== DESCRIPTION OF THE TASK ==
What lines of the data below hold "sink"? Show them.

[Saved entries]
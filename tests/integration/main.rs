//! Integration test driver for `tests/integration/` submodule.
//!
//! Each `mod` below maps to a file that exercises a specific subsystem
//! against mock adapters. All tests run on the host (x86_64) with no
//! real hardware required.

mod parser_tests;
//! Pre-computed MIDI note timing tables.
//!
//! Lookup tables avoid floating-point work in the tick path. Both tables
//! are indexed by MIDI note number (0–127).

use crate::config::TIMER_RESOLUTION_US;

/// Number of MIDI notes.
pub const NOTE_COUNT: usize = 128;

/// Full period of each note in microseconds:
/// `1_000_000 / (440 * 2^((note - 69) / 12))`.
#[rustfmt::skip]
pub const NOTE_PERIODS_US: [u32; NOTE_COUNT] = [
    // C-1 .. B-1
    122312, 115447, 108968, 102852, 97079, 91631, 86488, 81634, 77052, 72727, 68645, 64793,
    // C0 .. B0
    61156, 57724, 54484, 51426, 48540, 45815, 43244, 40817, 38526, 36364, 34323, 32396,
    // C1 .. B1
    30578, 28862, 27242, 25713, 24270, 22908, 21622, 20408, 19263, 18182, 17161, 16198,
    // C2 .. B2
    15289, 14431, 13621, 12856, 12135, 11454, 10811, 10204, 9631, 9091, 8581, 8099,
    // C3 .. B3
    7645, 7215, 6810, 6428, 6067, 5727, 5405, 5102, 4816, 4545, 4290, 4050,
    // C4 .. B4 (middle C = 60)
    3822, 3608, 3405, 3214, 3034, 2863, 2703, 2551, 2408, 2273, 2145, 2025,
    // C5 .. B5
    1911, 1804, 1703, 1607, 1517, 1432, 1351, 1276, 1204, 1136, 1073, 1012,
    // C6 .. B6
    956, 902, 851, 804, 758, 716, 676, 638, 602, 568, 536, 506,
    // C7 .. B7
    478, 451, 426, 402, 379, 358, 338, 319, 301, 284, 268, 253,
    // C8 .. B8
    239, 225, 213, 201, 190, 179, 169, 159, 150, 142, 134, 127,
    // C9 .. G9
    119, 113, 106, 100, 95, 89, 84, 80,
];

/// Timer ticks between step-pin toggles for each note, at
/// [`TIMER_RESOLUTION_US`] per tick. A4 (69) toggles every 57 ticks.
#[rustfmt::skip]
pub const NOTE_DOUBLE_TICKS: [u16; NOTE_COUNT] = [
    // C-1 .. B-1: far below what a drive can voice
    3058, 2886, 2724, 2571, 2427, 2291, 2162, 2041, 1926, 1818, 1716, 1620,
    1529, 1443, 1362, 1286, 1214, 1145, 1081, 1020, 963, 909, 858, 810,
    764, 722, 681, 643, 607, 573, 541, 510, 482, 455, 429, 405,
    382, 361, 341, 321, 303, 286, 270, 255, 241, 227, 215, 202,
    191, 180, 170, 161, 152, 143, 135, 128, 120, 114, 107, 101,
    // C4 .. B4: the drives' sweet spot
    96, 90, 85, 80, 76, 72, 68, 64, 60, 57, 54, 51,
    48, 45, 43, 40, 38, 36, 34, 32, 30, 28, 27, 25,
    24, 23, 21, 20, 19, 18, 17, 16, 15, 14, 13, 13,
    12, 11, 11, 10, 9, 9, 8, 8, 8, 7, 7, 6,
    6, 6, 5, 5, 5, 4, 4, 4, 4, 4, 3, 3,
    3, 3, 3, 3, 2, 2, 2, 2,
];

/// Half-period of `note` in timer ticks, or `None` for notes above 127.
pub fn double_ticks(note: u8) -> Option<u16> {
    NOTE_DOUBLE_TICKS.get(note as usize).copied()
}

/// Nominal frequency of `note` in millihertz, derived from the period table.
pub fn frequency_mhz(note: u8) -> Option<u32> {
    let period = *NOTE_PERIODS_US.get(note as usize)?;
    Some(1_000_000_000 / period)
}

const _: () = assert!(TIMER_RESOLUTION_US == 40, "note tables assume 40 µs ticks");
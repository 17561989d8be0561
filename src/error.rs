//! Error types for the floppyctl firmware.
//!
//! Framing problems on the wire are not errors: the parser recovers from
//! them locally. What remains is configuration and start-up failures, all
//! `Copy` so they can be logged and returned without allocation.

use core::fmt;

// ---------------------------------------------------------------------------
// Top-level firmware error
// ---------------------------------------------------------------------------

#[derive(Debug, Clone, Copy, PartialEq, Eq)]
pub enum Error {
    /// Configuration is inconsistent.
    Config(ConfigError),
    /// Peripheral initialisation failed.
    Init(&'static str),
}

impl fmt::Display for Error {
    fn fmt(&self, f: &mut fmt::Formatter<'_>) -> fmt::Result {
        match self {
            Self::Config(e) => write!(f, "config: {e}"),
            Self::Init(msg) => write!(f, "init: {msg}"),
        }
    }
}

impl std::error::Error for Error {}

// ---------------------------------------------------------------------------
// Configuration errors
// ---------------------------------------------------------------------------

#[derive(Debug, Clone, Copy, PartialEq, Eq)]
pub enum ConfigError {
    /// The device address collides with the broadcast address.
    BroadcastDeviceAddress,
    /// Drive 0 is the "all drives" sentinel and cannot be a real drive.
    ZeroMinDrive,
    /// `min_sub_address` is above `max_sub_address`.
    InvertedDriveRange { min: u8, max: u8 },
    /// More drives than the board has pins for.
    TooManyDrives { count: usize },
    /// Ping and pong share an opcode.
    OpcodeClash,
    /// The number of pin pairs supplied does not match the drive range.
    DriveCountMismatch { expected: usize, got: usize },
}

impl fmt::Display for ConfigError {
    fn fmt(&self, f: &mut fmt::Formatter<'_>) -> fmt::Result {
        match self {
            Self::BroadcastDeviceAddress => write!(f, "device address is the broadcast address"),
            Self::ZeroMinDrive => write!(f, "minimum drive sub-address must be at least 1"),
            Self::InvertedDriveRange { min, max } => {
                write!(f, "drive range inverted (min={min}, max={max})")
            }
            Self::TooManyDrives { count } => write!(f, "{count} drives exceeds board capacity"),
            Self::OpcodeClash => write!(f, "ping and pong opcodes are identical"),
            Self::DriveCountMismatch { expected, got } => {
                write!(f, "expected {expected} drive pin pairs, got {got}")
            }
        }
    }
}

impl From<ConfigError> for Error {
    fn from(e: ConfigError) -> Self {
        Self::Config(e)
    }
}

// ---------------------------------------------------------------------------
// Convenience Result alias
// ---------------------------------------------------------------------------

/// Firmware-wide `Result` alias.
pub type Result<T> = core::result::Result<T, Error>;
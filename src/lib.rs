//! Floppyctl firmware library.
//!
//! Exposes the pure-logic modules for integration testing and host-side
//! tooling. All ESP-IDF-specific code is guarded by
//! `#[cfg(target_os = "espidf")]` within each module.

#![deny(unused_must_use)]

pub mod app;
pub mod config;
pub mod error;
pub mod instrument;
pub mod notes;
pub mod pins;
pub mod protocol;

pub mod adapters;
pub mod drivers;

pub use app::ports::MessageConsumer;
pub use config::DeviceConfig;
pub use protocol::{ByteSource, SerialHandler};
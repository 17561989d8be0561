//! Port traits — the boundary between the protocol core and instruments.
//!
//! ```text
//!   SerialHandler ──▶ MessageConsumer ──▶ instrument (FloppyDrives, ...)
//! ```
//!
//! The protocol core only knows this trait. Any actuator driver that can
//! react to system and device messages plugs in here, and tests substitute
//! a recording consumer.

/// Receives every decoded message that is not answered by the core itself.
///
/// Both calls happen synchronously from inside
/// [`SerialHandler::drain_messages`](crate::protocol::SerialHandler::drain_messages)
/// and must return promptly. `payload` borrows the parser's scratch buffer
/// and is only valid for the duration of the call.
pub trait MessageConsumer {
    /// A broadcast (address 0x00) command that affects every device.
    fn handle_system_message(&mut self, command: u8, payload: &[u8]);

    /// A command addressed to this device.
    ///
    /// `sub_address` is either 0 (all drives) or a drive inside the
    /// configured range.
    fn handle_device_message(&mut self, sub_address: u8, command: u8, payload: &[u8]);
}
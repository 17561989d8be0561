//! Byte source abstraction — any non-blocking serial channel.
//!
//! Concrete implementations:
//! - ESP32 UART / USB-CDC ([`crate::adapters::uart`], espidf only)
//! - In-memory scripted sources in the integration tests
//!
//! The parser is generic over `ByteSource`, so a new transport needs no
//! change to the protocol logic.

/// Non-blocking byte channel feeding the frame parser.
pub trait ByteSource {
    /// Error type for this transport.
    type Error: core::fmt::Debug;

    /// Number of bytes that can be read right now without blocking.
    fn bytes_available(&self) -> usize;

    /// Fill `buf` completely.
    ///
    /// Callers only request as many bytes as `bytes_available` just
    /// reported, so implementations must not block in that case.
    fn read_exact(&mut self, buf: &mut [u8]) -> Result<(), Self::Error>;

    /// Write `data` back to the controller (only used for pong replies).
    fn write(&mut self, data: &[u8]) -> Result<(), Self::Error>;
}

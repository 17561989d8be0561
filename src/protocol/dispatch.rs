//! Frame dispatcher — answers pings itself, forwards everything else.

use log::warn;

use super::frame::{Message, PONG_FRAME_LEN, Target, pong_frame};
use super::transport::ByteSource;
use crate::app::ports::MessageConsumer;
use crate::config::DeviceConfig;

pub struct Dispatcher {
    ping_opcode: u8,
    pong: [u8; PONG_FRAME_LEN],
}

impl Dispatcher {
    pub fn new(config: &DeviceConfig) -> Self {
        Self {
            ping_opcode: config.ping_opcode,
            pong: pong_frame(config),
        }
    }

    /// The pre-built reply sent for every broadcast ping.
    pub fn pong(&self) -> &[u8; PONG_FRAME_LEN] {
        &self.pong
    }

    /// Answer a broadcast ping with the pong frame, or hand the message to
    /// the consumer.
    pub fn dispatch<S, C>(&self, message: &Message<'_>, sink: &mut S, consumer: &mut C)
    where
        S: ByteSource,
        C: MessageConsumer + ?Sized,
    {
        match message.target {
            Target::System if message.command == self.ping_opcode => {
                if let Err(e) = sink.write(&self.pong) {
                    warn!("dispatch: pong write failed: {:?}", e);
                }
            }
            Target::System => consumer.handle_system_message(message.command, message.payload),
            Target::Device(_) => {
                consumer.handle_device_message(message.sub_address, message.command, message.payload);
            }
        }
    }
}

== RESULT ==
    pub fn dispatch<S, C>(&self, message: &Message<'_>, sink: &mut S, consumer: &mut C)
                if let Err(e) = sink.write(&self.pong) {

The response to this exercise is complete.